// src/generators/envelopes.rs
//
// Envelope generators.
//
// Envelopes shape the generator below them and own the voice's tail:
// release is handled here, not forwarded to the child, so the source
// keeps sounding while the envelope ramps it down.

use crate::generator::Generator;

// ═══════════════════════════════════════════════════════════════════
// ADSR
// ═══════════════════════════════════════════════════════════════════

#[derive(Debug, Clone, Copy, PartialEq)]
enum Stage {
    Attack,
    Decay,
    Sustain,
    Release,
    Done,
}

/// Gate-driven envelope with linear segments. Times are fixed when the
/// voice is compiled; the release slope is computed from the level the
/// envelope had when the key came up.
pub struct AdsrGen {
    child: Box<dyn Generator>,
    stage: Stage,
    level: f32,
    attack_rate: f32,
    decay_rate: f32,
    sustain: f32,
    release_samples: f32,
    release_rate: f32,
}

impl AdsrGen {
    pub fn new(
        child: Box<dyn Generator>,
        attack: f64,
        decay: f64,
        sustain: f64,
        release: f64,
        sample_rate: f64,
    ) -> Self {
        let sustain = sustain.clamp(0.0, 1.0) as f32;
        let attack_rate = 1.0 / (attack * sample_rate).max(1.0) as f32;
        let decay_rate = (1.0 - sustain) / (decay * sample_rate).max(1.0) as f32;
        let release_samples = (release * sample_rate).max(1.0) as f32;

        Self {
            child,
            stage: Stage::Attack,
            level: 0.0,
            attack_rate,
            decay_rate,
            sustain,
            release_samples,
            release_rate: 0.0,
        }
    }

    #[inline]
    fn step(&mut self) -> f32 {
        match self.stage {
            Stage::Attack => {
                self.level += self.attack_rate;
                if self.level >= 1.0 {
                    self.level = 1.0;
                    self.stage = Stage::Decay;
                }
                self.level
            }

            Stage::Decay => {
                self.level -= self.decay_rate;
                if self.level <= self.sustain {
                    self.level = self.sustain;
                    self.stage = Stage::Sustain;
                }
                self.level
            }

            Stage::Sustain => self.sustain,

            Stage::Release => {
                self.level -= self.release_rate;
                if self.level <= 0.0 {
                    self.level = 0.0;
                    self.stage = Stage::Done;
                }
                self.level
            }

            Stage::Done => 0.0,
        }
    }
}

impl Generator for AdsrGen {
    fn render(&mut self, out: &mut [f32]) {
        if self.is_finished() {
            out.fill(0.0);
            return;
        }
        self.child.render(out);
        for sample in out.iter_mut() {
            *sample *= self.step();
        }
    }

    fn release(&mut self) {
        // The tail belongs to the envelope; the child keeps running
        // underneath it until the ramp reaches zero.
        if self.stage != Stage::Release && self.stage != Stage::Done {
            self.release_rate = self.level / self.release_samples;
            self.stage = Stage::Release;
        }
    }

    fn is_finished(&self) -> bool {
        self.stage == Stage::Done || self.child.is_finished()
    }
}

// ═══════════════════════════════════════════════════════════════════
// Decay (one-shot fade, ignores the gate)
// ═══════════════════════════════════════════════════════════════════

/// Fades the child from full level to silence over a fixed time,
/// starting at the trigger. Key up is forwarded to the child so a
/// nested envelope still sees it, but the fade itself runs regardless.
pub struct DecayGen {
    child: Box<dyn Generator>,
    level: f32,
    rate: f32,
}

impl DecayGen {
    pub fn new(child: Box<dyn Generator>, time: f64, sample_rate: f64) -> Self {
        Self {
            child,
            level: 1.0,
            rate: 1.0 / (time * sample_rate).max(1.0) as f32,
        }
    }
}

impl Generator for DecayGen {
    fn render(&mut self, out: &mut [f32]) {
        if self.is_finished() {
            out.fill(0.0);
            return;
        }
        self.child.render(out);
        for sample in out.iter_mut() {
            *sample *= self.level;
            self.level = (self.level - self.rate).max(0.0);
        }
    }

    fn release(&mut self) {
        self.child.release();
    }

    fn is_finished(&self) -> bool {
        self.level <= 0.0 || self.child.is_finished()
    }
}

#[cfg(test)]
mod tests {
    use super::*;

    // Constant 1.0 until released, to expose the raw envelope shape.
    struct Flat {
        held: bool,
    }

    impl Flat {
        fn new() -> Self {
            Self { held: true }
        }
    }

    impl Generator for Flat {
        fn render(&mut self, out: &mut [f32]) {
            out.fill(if self.held { 1.0 } else { 0.0 });
        }
        fn release(&mut self) {
            self.held = false;
        }
        fn is_finished(&self) -> bool {
            !self.held
        }
    }

    #[test]
    fn test_adsr_reaches_sustain() {
        // 10 samples of attack, 10 of decay at sr 1000.
        let mut env = AdsrGen::new(Box::new(Flat::new()), 0.01, 0.01, 0.5, 0.01, 1000.0);
        let mut block = [0.0f32; 64];
        env.render(&mut block);

        // Rising through the attack.
        assert!(block[0] > 0.0);
        assert!(block[5] > block[0]);
        // Settled on the sustain level by mid-block.
        assert!((block[40] - 0.5).abs() < 1e-4);
        assert!(!env.is_finished());
    }

    #[test]
    fn test_adsr_tail_then_finished() {
        let mut env = AdsrGen::new(Box::new(Flat::new()), 0.001, 0.001, 0.8, 0.02, 1000.0);
        let mut block = [0.0f32; 32];
        env.render(&mut block); // reach sustain

        env.release();
        assert!(!env.is_finished());

        // The child is still running during the tail, so the tail is
        // audible and monotonically falling.
        env.render(&mut block);
        assert!(block[0] > 0.0);
        assert!(block[10] < block[0]);

        // 20ms release at sr 1000 is 20 samples; the first released
        // block already finished the ramp.
        assert!(env.is_finished());
        env.render(&mut block);
        assert!(block.iter().all(|s| *s == 0.0));
    }

    #[test]
    fn test_release_during_attack_ramps_from_current_level() {
        let mut env = AdsrGen::new(Box::new(Flat::new()), 1.0, 0.1, 0.5, 0.01, 1000.0);
        let mut block = [0.0f32; 16];
        env.render(&mut block); // part way up the 1s attack

        let level_at_release = block[15];
        assert!(level_at_release < 0.5);

        env.release();
        env.render(&mut block);
        // No jump upward at the release point.
        assert!(block[0] <= level_at_release);
    }

    #[test]
    fn test_decay_is_one_shot() {
        let mut env = DecayGen::new(Box::new(Flat::new()), 0.032, 1000.0);
        let mut block = [0.0f32; 32];

        // Never released, still fades to nothing.
        env.render(&mut block);
        assert!(block[0] > block[31]);
        assert!(env.is_finished());

        env.render(&mut block);
        assert!(block.iter().all(|s| *s == 0.0));
    }
}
■ ■ ■ ■ ■
▸ TASK BRIEF
Wherever the string "DecayGen" appears in the entries above, list that line.

▸ ANSWER TO THIS EXERCISE
pub struct DecayGen {
impl DecayGen {
impl Generator for DecayGen {
        let mut env = DecayGen::new(Box::new(Flat::new()), 0.032, 1000.0);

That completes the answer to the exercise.